Auto fraud database will help used car buyers sniff out lemons

Sixteen years after Congress first told the federal government to create a national, publicly-accessible database enabling used car buyers to check if a vehicle has been stolen or salvaged, we are getting action.

The Department of Justice is finally making the database available to consumers Friday, something that happened only after Public Citizen, joined by Consumers for Auto Reliability and Safety, and Consumer Action, sued the DOJ last year. The database will contain information on vehicles reported by insurance companies, salvagers and junk yards.

READ more about the lawsuit.

While this is a huge step in the public’s favor, the problem is nowhere near over.  New York and California are refusing to make the vehicle data available to the public, though they do sell it to private companies, such as Carfax.
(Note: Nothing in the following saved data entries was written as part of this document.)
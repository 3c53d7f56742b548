//! The query coordinator: load lifecycle, parameter normalization and dispatch to a backend.

use std::sync::Arc;

use chrono::{NaiveDate, Utc};
use parking_lot::RwLock;
use serde::{Deserialize, Serialize};

use crate::backend::SalesBackend;
use crate::catalog::FilterOptions;
use crate::errors::QueryError;
use crate::query::{PageResult, PagingPolicy, Query, RawQuery};

/// Source of "today" for relative date windows.
pub trait Clock: Send + Sync {
    fn today(&self) -> NaiveDate;
}

/// UTC calendar date of the wall clock.
#[derive(Debug, Default, Clone, Copy)]
pub struct SystemClock;

impl Clock for SystemClock {
    fn today(&self) -> NaiveDate {
        Utc::now().date_naive()
    }
}

/// Always the same day; for tests and reproducible runs.
#[derive(Debug, Clone, Copy)]
pub struct FixedClock(pub NaiveDate);

impl Clock for FixedClock {
    fn today(&self) -> NaiveDate {
        self.0
    }
}

#[derive(Debug)]
struct ReadyState {
    record_count: usize,
    catalog: FilterOptions,
}

#[derive(Debug)]
enum ServiceState {
    Uninitialized,
    Loading,
    Ready(Arc<ReadyState>),
}

/// Returns the state to `Uninitialized` when a load future is dropped before it finishes.
struct LoadingGuard<'a> {
    state: &'a RwLock<ServiceState>,
    armed: bool,
}

impl LoadingGuard<'_> {
    fn disarm(mut self) {
        self.armed = false;
    }
}

impl Drop for LoadingGuard<'_> {
    fn drop(&mut self) {
        if !self.armed {
            return;
        }
        let mut st = self.state.write();
        if matches!(*st, ServiceState::Loading) {
            *st = ServiceState::Uninitialized;
            log::warn!("load abandoned before completion; service is uninitialized again");
        }
    }
}

/// Liveness report. Answered in every state.
#[derive(Debug, Clone, PartialEq, Eq, Serialize, Deserialize)]
#[serde(rename_all = "camelCase")]
pub struct Health {
    pub status: String,
    pub backend: String,
    pub data_loaded: bool,
    pub record_count: usize,
}

/// Owns one backend and gates it behind `Uninitialized -> Loading -> Ready`.
///
/// The state lock is only held to read or swap the state, never across an `.await`.
pub struct QueryService<B> {
    backend: B,
    clock: Arc<dyn Clock>,
    policy: PagingPolicy,
    state: RwLock<ServiceState>,
}

impl<B: SalesBackend> QueryService<B> {
    #[must_use]
    pub fn new(backend: B) -> Self {
        Self {
            backend,
            clock: Arc::new(SystemClock),
            policy: PagingPolicy::default(),
            state: RwLock::new(ServiceState::Uninitialized),
        }
    }

    #[must_use]
    pub fn with_clock(mut self, clock: impl Clock + 'static) -> Self {
        self.clock = Arc::new(clock);
        self
    }

    #[must_use]
    pub const fn with_policy(mut self, policy: PagingPolicy) -> Self {
        self.policy = policy;
        self
    }

    pub const fn backend(&self) -> &B {
        &self.backend
    }

    pub fn is_ready(&self) -> bool {
        matches!(*self.state.read(), ServiceState::Ready(_))
    }

    /// Load the dataset and the catalog. Returns the record count.
    ///
    /// Idempotent once ready. A call that arrives while another load is running gets `NotReady`;
    /// a failed or cancelled load leaves the service uninitialized so it can be retried.
    pub async fn initialize(&self) -> Result<usize, QueryError> {
        {
            let mut st = self.state.write();
            if let ServiceState::Ready(r) = &*st {
                return Ok(r.record_count);
            }
            if matches!(*st, ServiceState::Loading) {
                return Err(QueryError::NotReady);
            }
            *st = ServiceState::Loading;
        }
        let guard = LoadingGuard { state: &self.state, armed: true };
        let loaded = async {
            let record_count = self.backend.load().await?;
            let catalog = self.backend.filter_options().await?;
            Ok::<_, QueryError>(ReadyState { record_count, catalog })
        }
        .await;
        guard.disarm();
        match loaded {
            Ok(ready) => {
                let n = ready.record_count;
                *self.state.write() = ServiceState::Ready(Arc::new(ready));
                log::info!("{} backend ready with {n} records", self.backend.name());
                Ok(n)
            }
            Err(e) => {
                *self.state.write() = ServiceState::Uninitialized;
                log::error!("{} backend failed to load: {e}", self.backend.name());
                Err(e)
            }
        }
    }

    fn ready(&self) -> Result<Arc<ReadyState>, QueryError> {
        match &*self.state.read() {
            ServiceState::Ready(r) => Ok(Arc::clone(r)),
            _ => Err(QueryError::NotReady),
        }
    }

    /// Normalize raw request parameters against today's date and run them.
    pub async fn query(&self, raw: &RawQuery) -> Result<PageResult, QueryError> {
        let query = raw.normalize(self.policy, self.clock.today());
        self.execute(&query).await
    }

    pub async fn execute(&self, query: &Query) -> Result<PageResult, QueryError> {
        self.ready()?;
        self.backend.execute(query).await.inspect_err(|e| {
            if !e.is_not_ready() {
                log::error!("{} query failed: {e}", self.backend.name());
            }
        })
    }

    pub fn catalog(&self) -> Result<FilterOptions, QueryError> {
        Ok(self.ready()?.catalog.clone())
    }

    #[must_use]
    pub fn health(&self) -> Health {
        let (data_loaded, record_count) = match &*self.state.read() {
            ServiceState::Ready(r) => (true, r.record_count),
            _ => (false, 0),
        };
        Health {
            status: "ok".into(),
            backend: self.backend.name().into(),
            data_loaded,
            record_count,
        }
    }
}
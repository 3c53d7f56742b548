use chrono::NaiveDate;
use serde::{Deserialize, Serialize};

use super::types::{
    AgeBucket, Categorical, DEFAULT_PAGE_SIZE, DateWindow, FilterCriteria, MAX_LIMIT, Order,
    PageRequest, Query, SortField, SortSpec,
};

/// Query parameters exactly as a caller sent them. Multi-value fields are comma separated.
#[derive(Debug, Clone, Default, Serialize, Deserialize)]
#[serde(default, rename_all = "camelCase")]
pub struct RawQuery {
    pub search: Option<String>,
    pub customer_region: Option<String>,
    pub gender: Option<String>,
    pub age_range: Option<String>,
    pub product_category: Option<String>,
    pub tags: Option<String>,
    pub payment_method: Option<String>,
    pub date_range: Option<String>,
    pub sort_by: Option<String>,
    pub sort_order: Option<String>,
    pub page: Option<String>,
    pub limit: Option<String>,
}

/// Page size policy applied while normalizing.
#[derive(Debug, Clone, Copy, PartialEq, Eq)]
pub struct PagingPolicy {
    pub default_page_size: usize,
    pub max_page_size: usize,
}

impl Default for PagingPolicy {
    fn default() -> Self {
        Self { default_page_size: DEFAULT_PAGE_SIZE, max_page_size: MAX_LIMIT }
    }
}

fn split_list(raw: Option<&str>) -> impl Iterator<Item = &str> {
    raw.unwrap_or_default().split(',').filter(|s| !s.is_empty())
}

fn positive(raw: Option<&str>, what: &str) -> Option<usize> {
    let raw = raw?;
    match raw.trim().parse::<usize>() {
        Ok(n) if n >= 1 => Some(n),
        _ => {
            log::debug!("ignoring invalid {what} {raw:?}; using default");
            None
        }
    }
}

impl RawQuery {
    /// Build the filter criteria. Unknown age or date labels are ignored, never an error.
    #[must_use]
    pub fn criteria(&self) -> FilterCriteria {
        let ages = split_list(self.age_range.as_deref()).filter_map(|label| {
            let bucket = AgeBucket::from_label(label);
            if bucket.is_none() {
                log::debug!("ignoring unknown age range {label:?}");
            }
            bucket
        });
        let window = self
            .date_range
            .as_deref()
            .filter(|s| !s.is_empty())
            .and_then(|s| {
                let w = DateWindow::from_value(s);
                if w.is_none() {
                    log::debug!("ignoring unknown date range {s:?}");
                }
                w
            });
        FilterCriteria::builder()
            .search(self.search.clone().unwrap_or_default())
            .any_of(Categorical::CustomerRegion, split_list(self.customer_region.as_deref()))
            .any_of(Categorical::Gender, split_list(self.gender.as_deref()))
            .age_buckets(ages)
            .any_of(Categorical::ProductCategory, split_list(self.product_category.as_deref()))
            .tags(split_list(self.tags.as_deref()))
            .any_of(Categorical::PaymentMethod, split_list(self.payment_method.as_deref()))
            .date_window(window)
            .build()
    }

    /// Unknown sort fields fall back to Customer Name; direction defaults to ascending.
    #[must_use]
    pub fn sort(&self) -> SortSpec {
        let field = match self.sort_by.as_deref() {
            None | Some("") => SortField::default(),
            Some(name) => SortField::from_name(name).unwrap_or_else(|| {
                log::debug!("unknown sort field {name:?}; using {}", SortField::default().name());
                SortField::default()
            }),
        };
        let order = self.sort_order.as_deref().map(Order::parse).unwrap_or_default();
        SortSpec { field, order }
    }

    #[must_use]
    pub fn page(&self, policy: PagingPolicy) -> PageRequest {
        let page = positive(self.page.as_deref(), "page").unwrap_or(1);
        let limit = positive(self.limit.as_deref(), "limit")
            .unwrap_or(policy.default_page_size)
            .min(policy.max_page_size.max(1));
        PageRequest::new(page, limit)
    }

    /// Normalize everything into one [`Query`] evaluated on `as_of`.
    #[must_use]
    pub fn normalize(&self, policy: PagingPolicy, as_of: NaiveDate) -> Query {
        Query { criteria: self.criteria(), sort: self.sort(), page: self.page(policy), as_of }
    }
}

#[cfg(test)]
mod tests {
    use super::*;

    fn raw() -> RawQuery {
        RawQuery::default()
    }

    #[test]
    fn empty_parameters_normalize_to_defaults() {
        let q = raw().normalize(PagingPolicy::default(), NaiveDate::MIN);
        assert!(q.criteria.is_empty());
        assert_eq!(q.sort, SortSpec { field: SortField::CustomerName, order: Order::Asc });
        assert_eq!(q.page, PageRequest::new(1, 10));
    }

    #[test]
    fn comma_lists_split_and_drop_blanks() {
        let r = RawQuery {
            customer_region: Some("North,,South,".into()),
            tags: Some(" new ,sale".into()),
            age_range: Some("18-25,bogus,51+".into()),
            ..raw()
        };
        let c = r.criteria();
        let regions: Vec<_> = c.selected(Categorical::CustomerRegion).iter().cloned().collect();
        assert_eq!(regions, ["North", "South"]);
        let tags: Vec<_> = c.tags().iter().cloned().collect();
        assert_eq!(tags, ["new", "sale"]);
        let ages: Vec<_> = c.age_buckets().iter().copied().collect();
        assert_eq!(ages, [AgeBucket::From18To25, AgeBucket::From51]);
    }

    #[test]
    fn bad_paging_and_sort_fall_back() {
        let r = RawQuery {
            page: Some("abc".into()),
            limit: Some("-5".into()),
            sort_by: Some("customer name".into()),
            sort_order: Some("DESC".into()),
            ..raw()
        };
        let q = r.normalize(PagingPolicy::default(), NaiveDate::MIN);
        assert_eq!(q.page, PageRequest::new(1, 10));
        assert_eq!(q.sort.field, SortField::CustomerName);
        assert_eq!(q.sort.order, Order::Desc);
    }

    #[test]
    fn limit_is_capped_by_policy() {
        let r = RawQuery { limit: Some("500".into()), page: Some("3".into()), ..raw() };
        let policy = PagingPolicy { default_page_size: 10, max_page_size: 100 };
        assert_eq!(r.page(policy), PageRequest::new(3, 100));
    }

    #[test]
    fn unknown_date_range_is_unset() {
        let r = RawQuery { date_range: Some("yesterday".into()), ..raw() };
        assert!(r.criteria().is_empty());
        let r = RawQuery { date_range: Some("lastyear".into()), ..raw() };
        assert_eq!(r.criteria().date_window(), Some(DateWindow::LastYear));
    }

    #[test]
    fn parameters_use_camel_case_names() {
        let r: RawQuery = serde_json::from_value(serde_json::json!({
            "customerRegion": "North,East",
            "ageRange": "26-35",
            "productCategory": "Beauty",
            "paymentMethod": "UPI",
            "dateRange": "last30days",
            "sortBy": "Date",
            "sortOrder": "desc",
        }))
        .unwrap();
        let q = r.normalize(PagingPolicy::default(), NaiveDate::MIN);
        assert_eq!(q.criteria.selected(Categorical::CustomerRegion).len(), 2);
        assert_eq!(q.criteria.selected(Categorical::PaymentMethod).len(), 1);
        assert!(q.criteria.age_buckets().contains(&AgeBucket::From26To35));
        assert_eq!(q.criteria.date_window(), Some(DateWindow::Last30Days));
        assert_eq!(q.sort, SortSpec { field: SortField::Date, order: Order::Desc });
    }
}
In response, Public Citizen held a telephone news conference today to discuss the need for this data to be readily available to the public.

Bill Ellsworth of Jamul, Calif., whose son was killed five years ago in a crash involving a salvaged vehicle that had no airbags. Instead, the compartment for the airbags was stuffed with papers.  He said he was outraged that the state of California was more interested in making money than saving lives.  If this database had been created in a timely manner, the vehicle that his son was riding in might never have been on the road.

SEE if your state is participating in the National Motor Vehicle Title Information System (NMVTIS).

READ the press release.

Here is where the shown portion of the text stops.